Monday, November 14, 2011

The Right Way to Disagree with Direct Reports

Q: You often write about the importance of encouraging ideas from co-workers. What if you are a manager and your direct reports have strong opinions on a topic - and you believe their suggestions just won't work?

A: Here are my suggestions for you, which (I hope) work:

* My teacher and mentor Paul Hersey always taught me that "leadership is not a popularity contest." You, as a leader, have to be focused on achieving the mission. Sometimes this means disagreeing with your direct reports and taking a stand on tough issues.

* On the other hand, my friend and colleague, Jim Kouzes, points out that "leadership is not an unpopularity contest." Great leaders focus on building positive, lasting relationships with the people they lead - and should be sensitive to how they are perceived by direct reports.

* Begin with a philosophy of doing what is right while at the same time involving and empowering great people.

* Ask yourself a simple question, "Is winning this battle worth it?" If you believe that this is an important issue for the company - stand your ground. If it is important to your direct reports and insignificant to the company, let it go.

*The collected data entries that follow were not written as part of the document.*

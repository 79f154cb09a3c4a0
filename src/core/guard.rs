//! Guard predicates for controlling state transitions.
//!
//! A guard decides whether a declared transition may fire. It is evaluated
//! fresh against the live context every time it is consulted and is never
//! cached, because the context it depends on is mutable.

use super::callback::{GuardScope, HookFuture};
use super::state::{Event, State};
use super::Payload;
use futures_util::future::FutureExt;
use std::fmt;
use std::future::Future;
use std::sync::Arc;

type PredicateFn<S, E, C, A, R> =
    dyn Fn(GuardScope<S, E, C, A, R>) -> HookFuture<bool> + Send + Sync;

/// Predicate that determines if a transition can execute.
///
/// # Example
///
/// ```rust
/// use smoothstate::builder::{t, StateMachineBuilder};
/// use smoothstate::core::Guard;
/// use smoothstate::effects::StateMachine;
///
/// #[derive(Default)]
/// struct Wallet {
///     balance: u32,
/// }
///
/// # let rt = tokio::runtime::Builder::new_current_thread().enable_all().build().unwrap();
/// # rt.block_on(async {
/// let machine: StateMachine<&str, &str, Wallet> = StateMachineBuilder::new()
///     .initial("browsing")
///     .transition(
///         t("browsing", "checkout", "paid").with_guard(Guard::new(|w: &Wallet| w.balance >= 10)),
///     )
///     .build()
///     .unwrap();
///
/// assert!(!machine.can(&"checkout").await.unwrap());
/// machine.context().lock().await.balance = 25;
/// assert!(machine.can(&"checkout").await.unwrap());
/// # });
/// ```
pub struct Guard<S, E, C, A = (), R = ()> {
    predicate: Arc<PredicateFn<S, E, C, A, R>>,
}

impl<S, E, C, A, R> Guard<S, E, C, A, R>
where
    S: State,
    E: Event,
    C: Send + 'static,
    A: Payload,
    R: Payload,
{
    /// Guard from a synchronous predicate over the context.
    pub fn new<F>(predicate: F) -> Self
    where
        F: Fn(&C) -> bool + Send + Sync + 'static,
    {
        Self::try_new(move |context: &C| Ok(predicate(context)))
    }

    /// Guard from a synchronous, fallible predicate over the context.
    pub fn try_new<F>(predicate: F) -> Self
    where
        F: Fn(&C) -> anyhow::Result<bool> + Send + Sync + 'static,
    {
        let predicate = Arc::new(predicate);
        Self::from_fn(move |scope: GuardScope<S, E, C, A, R>| {
            let predicate = Arc::clone(&predicate);
            async move {
                let context = scope.context.lock().await;
                predicate(&context)
            }
        })
    }

    /// Guard from an asynchronous predicate receiving the full [`GuardScope`].
    pub fn from_fn<F, Fut>(predicate: F) -> Self
    where
        F: Fn(GuardScope<S, E, C, A, R>) -> Fut + Send + Sync + 'static,
        Fut: Future<Output = anyhow::Result<bool>> + Send + 'static,
    {
        Self {
            predicate: Arc::new(move |scope: GuardScope<S, E, C, A, R>| predicate(scope).boxed()),
        }
    }

    /// Guard that always allows the transition.
    pub fn always() -> Self {
        Self::from_fn(|_scope: GuardScope<S, E, C, A, R>| futures_util::future::ready(Ok(true)))
    }
}

impl<S, E, C, A, R> Guard<S, E, C, A, R> {
    /// Evaluate the guard against the given scope.
    pub async fn check(&self, scope: GuardScope<S, E, C, A, R>) -> anyhow::Result<bool> {
        (self.predicate)(scope).await
    }
}

impl<S, E, C, A, R> Clone for Guard<S, E, C, A, R> {
    fn clone(&self) -> Self {
        Self {
            predicate: Arc::clone(&self.predicate),
        }
    }
}

impl<S, E, C, A, R> fmt::Debug for Guard<S, E, C, A, R> {
    fn fmt(&self, f: &mut fmt::Formatter<'_>) -> fmt::Result {
        f.debug_struct("Guard")
            .field("predicate", &Arc::as_ptr(&self.predicate))
            .finish()
    }
}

* Try not to prove that your direct reports are wrong. Chances are that your direct reports are generally bright and interested in what they are doing - especially the ones that take the initiative to make suggestions. The fact that your ideas differ from their ideas does not always mean that they are wrong. As difficult as it may be to believe, sometimes you are wrong.

* Listen and think before responding. Sometimes if you just back away and reflect, you will see things from a different and clearer perspective.

* If you can execute components of their ideas, do it. Your direct reports do not expect you to do everything that they suggest.

* If you finally just disagree, respectfully let them know that you have listened to their ideas, thought carefully about them and chosen not to execute their ideas at this time. Explain your logic. Let them know that you are not saying that they are wrong and point out that well-meaning, intelligent people can disagree.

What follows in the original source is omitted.